Knicks: Those pesky minutes. Fact: New York has scored just 99.1 points per 100 possessions when Anthony and Stoudemire play together and allowed 102.7. That first number -- the scoring number -- is borderline pitiful. The mix of Anthony/Chandler/Stoudemire just hasn't worked yet, and banking on reversing a season-long trend against an elite team in the playoffs is dangerous. The Knicks functioned well on both ends with Anthony at power forward, and given that Miami's big men beyond Bosh are non-threatening as scorers, it would seem safe to play Anthony heavy minutes at the four. Coach Mike Woodson is determined to get his three high-priced stars playing together, but he has also shown he's open to yanking one of them and adjusting on the fly.

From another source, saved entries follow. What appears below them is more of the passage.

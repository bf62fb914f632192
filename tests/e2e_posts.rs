//! E2E tests for posts, comments and likes

mod common;

use common::TestServer;
use serde_json::{Value, json};

#[tokio::test]
async fn test_index_shows_three_recent_own_posts() {
    let server = TestServer::new().await;
    let alice = server.register_and_login("alice").await;
    let bob = server.register_and_login("bob").await;

    for i in 0..4 {
        server.create_post(&alice, &format!("alice {i}")).await;
    }
    server.create_post(&bob, "bob's post").await;

    let posts: Value = server.get(&alice, "/index").await.json().await.unwrap();
    let posts = posts.as_array().unwrap();
    assert_eq!(posts.len(), 3);
    assert_eq!(posts[0]["body"], "alice 3");
    assert!(posts.iter().all(|post| post["author_username"] == "alice"));

    let root: Value = server.get(&alice, "/").await.json().await.unwrap();
    assert_eq!(root.as_array().unwrap().len(), 3);
}

#[tokio::test]
async fn test_post_body_is_escaped() {
    let server = TestServer::new().await;
    let token = server.register_and_login("alice").await;

    let response = server
        .post(&token, "/", json!({ "post": "<script>alert(1)</script>" }))
        .await;
    assert_eq!(response.status(), 201);
    let post: Value = response.json().await.unwrap();
    assert_eq!(
        post["body_html"],
        "<p>&lt;script&gt;alert(1)&lt;/script&gt;</p>"
    );

    let empty = server.post(&token, "/index", json!({ "body": "  " })).await;
    assert_eq!(empty.status(), 400);
}

#[tokio::test]
async fn test_explore_pagination_links() {
    let server = TestServer::new().await;
    let token = server.register_and_login("alice").await;
    for i in 0..5 {
        server.create_post(&token, &format!("post {i}")).await;
    }

    let first: Value = server.get(&token, "/explore").await.json().await.unwrap();
    assert_eq!(first["page"], 1);
    assert_eq!(first["items"].as_array().unwrap().len(), 3);
    assert_eq!(first["items"][0]["body"], "post 4");
    assert_eq!(first["next_url"], "/explore?page=2");
    assert!(first["prev_url"].is_null());

    let second: Value = server
        .get(&token, "/explore?page=2")
        .await
        .json()
        .await
        .unwrap();
    assert_eq!(second["items"].as_array().unwrap().len(), 2);
    assert!(second["next_url"].is_null());
    assert_eq!(second["prev_url"], "/explore?page=1");
}

#[tokio::test]
async fn test_comments_are_listed_oldest_first() {
    let server = TestServer::new().await;
    let alice = server.register_and_login("alice").await;
    let bob = server.register_and_login("bob").await;
    let post_id = server.create_post(&alice, "hello").await;

    for body in ["first", "second"] {
        let response = server
            .post(&bob, &format!("/post/{post_id}"), json!({ "body": body }))
            .await;
        assert_eq!(response.status(), 201);
    }

    let too_long = server
        .post(&bob, &format!("/post/{post_id}"), json!({ "body": "x".repeat(141) }))
        .await;
    assert_eq!(too_long.status(), 400);

    let detail: Value = server
        .get(&alice, &format!("/post/{post_id}"))
        .await
        .json()
        .await
        .unwrap();
    assert_eq!(detail["post"]["body"], "hello");
    let comments = detail["comments"].as_array().unwrap();
    assert_eq!(comments.len(), 2);
    assert_eq!(comments[0]["body"], "first");
    assert_eq!(comments[1]["author_username"], "bob");
    assert_eq!(detail["post"]["comment_count"], 2);

    let explore: Value = server.get(&bob, "/explore").await.json().await.unwrap();
    assert_eq!(explore["items"][0]["comment_count"], 2);

    assert_eq!(server.get(&alice, "/post/9999").await.status(), 404);
}

#[tokio::test]
async fn test_like_toggles_in_pairs() {
    let server = TestServer::new().await;
    let alice = server.register_and_login("alice").await;
    let bob = server.register_and_login("bob").await;
    let post_id = server.create_post(&alice, "hello").await;
    let like_path = format!("/post/{post_id}/like");

    let liked: Value = server.post(&bob, &like_path, json!({})).await.json().await.unwrap();
    assert_eq!(liked, json!({ "liked": true, "likes": 1 }));

    let other: Value = server.post(&alice, &like_path, json!({})).await.json().await.unwrap();
    assert_eq!(other, json!({ "liked": true, "likes": 2 }));

    let unliked: Value = server.post(&bob, &like_path, json!({})).await.json().await.unwrap();
    assert_eq!(unliked, json!({ "liked": false, "likes": 1 }));

    let detail: Value = server
        .get(&bob, &format!("/post/{post_id}"))
        .await
        .json()
        .await
        .unwrap();
    assert_eq!(detail["likes"], 1);
    assert_eq!(detail["liked"], false);

    assert_eq!(
        server.post(&bob, "/post/9999/like", json!({})).await.status(),
        404
    );
}

#[tokio::test]
async fn test_explore_handles_extreme_and_malformed_pages() {
    let server = TestServer::new().await;
    let token = server.register_and_login("alice").await;
    server.create_post(&token, "only post").await;

    let last = server.get(&token, "/explore?page=4294967295").await;
    assert_eq!(last.status(), 200);
    let last: Value = last.json().await.unwrap();
    assert!(last["items"].as_array().unwrap().is_empty());
    assert!(last["next_url"].is_null());
    assert_eq!(last["prev_url"], "/explore?page=4294967294");

    for path in ["/explore?page=abc", "/explore?page=-1", "/explore?page="] {
        let response = server.get(&token, path).await;
        assert_eq!(response.status(), 200, "{path}");
        let body: Value = response.json().await.unwrap();
        assert_eq!(body["page"], 1, "{path}");
        assert_eq!(body["items"][0]["body"], "only post", "{path}");
    }

    let profile = server.get(&token, "/user/alice?page=4294967295").await;
    assert_eq!(profile.status(), 200);
}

Heat: The supporting players. For all the focus on the stars, the Heat are nearly unbeatable when at least two or three of their other players shoot well. That hasn't happened lately. Shane Battier and Udonis Haslem never really found their strokes, Mario Chalmers is shooting below 30 percent from three-point range since the end of February and Norris Cole fell off the map before coach Erik Spoelstra allowed him to feast a bit in some meaningless late-season games. The key might be Mike Miller, working his way back to health after a concussion and other injury issues. Miller offers a combination of shooting, passing and rebounding that none of Miami's other backup wings provide, and he has the potential to make the Heat's small lineups -- always x-factors -- even deadlier.

BOTTOM LINE

The Heat know how they must play in order to reach another level on offense; they showed it with their fiery 11-1 record in February. Expect a renewed focus after some late-season stagnancy, and while New York may able to get good looks from three against Miami's aggressive rotations, the Heat's talent and the Knicks' roster issues spell a Miami victory. Heat in five.